Activity: Please write out each entry that follows, keeping it exactly the same.

The input:
####
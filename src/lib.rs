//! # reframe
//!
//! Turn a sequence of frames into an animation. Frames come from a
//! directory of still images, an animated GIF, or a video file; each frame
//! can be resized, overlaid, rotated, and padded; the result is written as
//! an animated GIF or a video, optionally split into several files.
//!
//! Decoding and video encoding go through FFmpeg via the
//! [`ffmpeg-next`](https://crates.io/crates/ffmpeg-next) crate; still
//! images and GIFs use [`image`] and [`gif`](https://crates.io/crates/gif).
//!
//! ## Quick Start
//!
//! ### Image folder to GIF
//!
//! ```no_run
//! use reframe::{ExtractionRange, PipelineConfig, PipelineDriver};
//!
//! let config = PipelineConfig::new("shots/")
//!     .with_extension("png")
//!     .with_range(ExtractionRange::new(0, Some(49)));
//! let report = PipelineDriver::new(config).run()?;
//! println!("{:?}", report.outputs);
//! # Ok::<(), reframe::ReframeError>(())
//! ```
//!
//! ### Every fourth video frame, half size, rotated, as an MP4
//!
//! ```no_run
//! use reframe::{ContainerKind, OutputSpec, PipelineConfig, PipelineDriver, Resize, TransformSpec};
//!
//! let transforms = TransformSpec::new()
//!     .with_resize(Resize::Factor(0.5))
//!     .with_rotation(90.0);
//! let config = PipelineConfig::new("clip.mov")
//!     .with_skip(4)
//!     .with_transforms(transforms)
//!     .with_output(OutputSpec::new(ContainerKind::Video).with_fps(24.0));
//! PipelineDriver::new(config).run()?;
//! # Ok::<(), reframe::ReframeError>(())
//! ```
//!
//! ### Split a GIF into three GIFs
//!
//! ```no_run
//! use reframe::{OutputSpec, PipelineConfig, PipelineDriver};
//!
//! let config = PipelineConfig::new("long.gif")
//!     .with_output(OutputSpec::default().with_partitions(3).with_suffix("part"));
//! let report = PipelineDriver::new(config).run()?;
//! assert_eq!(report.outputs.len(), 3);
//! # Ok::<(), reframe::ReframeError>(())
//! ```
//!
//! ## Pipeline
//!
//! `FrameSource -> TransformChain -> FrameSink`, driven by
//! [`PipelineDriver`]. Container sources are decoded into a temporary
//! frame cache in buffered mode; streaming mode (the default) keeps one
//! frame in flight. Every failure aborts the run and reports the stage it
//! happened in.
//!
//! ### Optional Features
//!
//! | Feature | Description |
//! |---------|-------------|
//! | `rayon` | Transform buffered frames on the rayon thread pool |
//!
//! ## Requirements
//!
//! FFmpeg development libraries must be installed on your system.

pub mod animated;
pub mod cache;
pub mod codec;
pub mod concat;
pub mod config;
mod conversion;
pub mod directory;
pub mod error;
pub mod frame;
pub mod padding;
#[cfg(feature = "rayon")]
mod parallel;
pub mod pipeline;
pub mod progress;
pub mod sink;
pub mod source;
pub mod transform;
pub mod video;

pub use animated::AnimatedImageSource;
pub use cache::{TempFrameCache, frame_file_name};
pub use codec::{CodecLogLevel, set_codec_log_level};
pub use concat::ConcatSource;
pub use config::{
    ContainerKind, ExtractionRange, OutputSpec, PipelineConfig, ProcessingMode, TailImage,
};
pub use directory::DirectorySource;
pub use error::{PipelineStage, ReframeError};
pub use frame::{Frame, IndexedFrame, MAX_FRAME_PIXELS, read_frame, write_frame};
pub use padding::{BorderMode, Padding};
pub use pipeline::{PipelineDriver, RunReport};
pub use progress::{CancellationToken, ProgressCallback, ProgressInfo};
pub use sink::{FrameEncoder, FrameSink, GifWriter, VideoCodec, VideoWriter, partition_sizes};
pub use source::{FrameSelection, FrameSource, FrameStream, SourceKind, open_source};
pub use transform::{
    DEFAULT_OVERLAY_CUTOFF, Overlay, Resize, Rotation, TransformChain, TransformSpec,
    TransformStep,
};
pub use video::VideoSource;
####
Result below:
filename src/lib.rs
//! # reframe
//!
//! Turn a sequence of frames into an animation. Frames come from a
//! directory of still images, an animated GIF, or a video file; each frame
//! can be resized, overlaid, rotated, and padded; the result is written as
//! an animated GIF or a video, optionally split into several files.
//!
//! Decoding and video encoding go through FFmpeg via the
//! [`ffmpeg-next`](https://crates.io/crates/ffmpeg-next) crate; still
//! images and GIFs use [`image`] and [`gif`](https://crates.io/crates/gif).
//!
//! ## Quick Start
//!
//! ### Image folder to GIF
//!
//! ```no_run
//! use reframe::{ExtractionRange, PipelineConfig, PipelineDriver};
//!
//! let config = PipelineConfig::new("shots/")
//!     .with_extension("png")
//!     .with_range(ExtractionRange::new(0, Some(49)));
//! let report = PipelineDriver::new(config).run()?;
//! println!("{:?}", report.outputs);
//! # Ok::<(), reframe::ReframeError>(())
//! ```
//!
//! ### Every fourth video frame, half size, rotated, as an MP4
//!
//! ```no_run
//! use reframe::{ContainerKind, OutputSpec, PipelineConfig, PipelineDriver, Resize, TransformSpec};
//!
//! let transforms = TransformSpec::new()
//!     .with_resize(Resize::Factor(0.5))
//!     .with_rotation(90.0);
//! let config = PipelineConfig::new("clip.mov")
//!     .with_skip(4)
//!     .with_transforms(transforms)
//!     .with_output(OutputSpec::new(ContainerKind::Video).with_fps(24.0));
//! PipelineDriver::new(config).run()?;
//! # Ok::<(), reframe::ReframeError>(())
//! ```
//!
//! ### Split a GIF into three GIFs
//!
//! ```no_run
//! use reframe::{OutputSpec, PipelineConfig, PipelineDriver};
//!
//! let config = PipelineConfig::new("long.gif")
//!     .with_output(OutputSpec::default().with_partitions(3).with_suffix("part"));
//! let report = PipelineDriver::new(config).run()?;
//! assert_eq!(report.outputs.len(), 3);
//! # Ok::<(), reframe::ReframeError>(())
//! ```
//!
//! ## Pipeline
//!
//! `FrameSource -> TransformChain -> FrameSink`, driven by
//! [`PipelineDriver`]. Container sources are decoded into a temporary
//! frame cache in buffered mode; streaming mode (the default) keeps one
//! frame in flight. Every failure aborts the run and reports the stage it
//! happened in.
//!
//! ### Optional Features
//!
//! | Feature | Description |
//! |---------|-------------|
//! | `rayon` | Transform buffered frames on the rayon thread pool |
//!
//! ## Requirements
//!
//! FFmpeg development libraries must be installed on your system.

pub mod animated;
pub mod cache;
pub mod codec;
pub mod concat;
pub mod config;
mod conversion;
pub mod directory;
pub mod error;
pub mod frame;
pub mod padding;
#[cfg(feature = "rayon")]
mod parallel;
pub mod pipeline;
pub mod progress;
pub mod sink;
pub mod source;
pub mod transform;
pub mod video;

pub use animated::AnimatedImageSource;
pub use cache::{TempFrameCache, frame_file_name};
pub use codec::{CodecLogLevel, set_codec_log_level};
pub use concat::ConcatSource;
pub use config::{
    ContainerKind, ExtractionRange, OutputSpec, PipelineConfig, ProcessingMode, TailImage,
};
pub use directory::DirectorySource;
pub use error::{PipelineStage, ReframeError};
pub use frame::{Frame, IndexedFrame, MAX_FRAME_PIXELS, read_frame, write_frame};
pub use padding::{BorderMode, Padding};
pub use pipeline::{PipelineDriver, RunReport};
pub use progress::{CancellationToken, ProgressCallback, ProgressInfo};
pub use sink::{FrameEncoder, FrameSink, GifWriter, VideoCodec, VideoWriter, partition_sizes};
pub use source::{FrameSelection, FrameSource, FrameStream, SourceKind, open_source};
pub use transform::{
    DEFAULT_OVERLAY_CUTOFF, Overlay, Resize, Rotation, TransformChain, TransformSpec,
    TransformStep,
};
pub use video::VideoSource;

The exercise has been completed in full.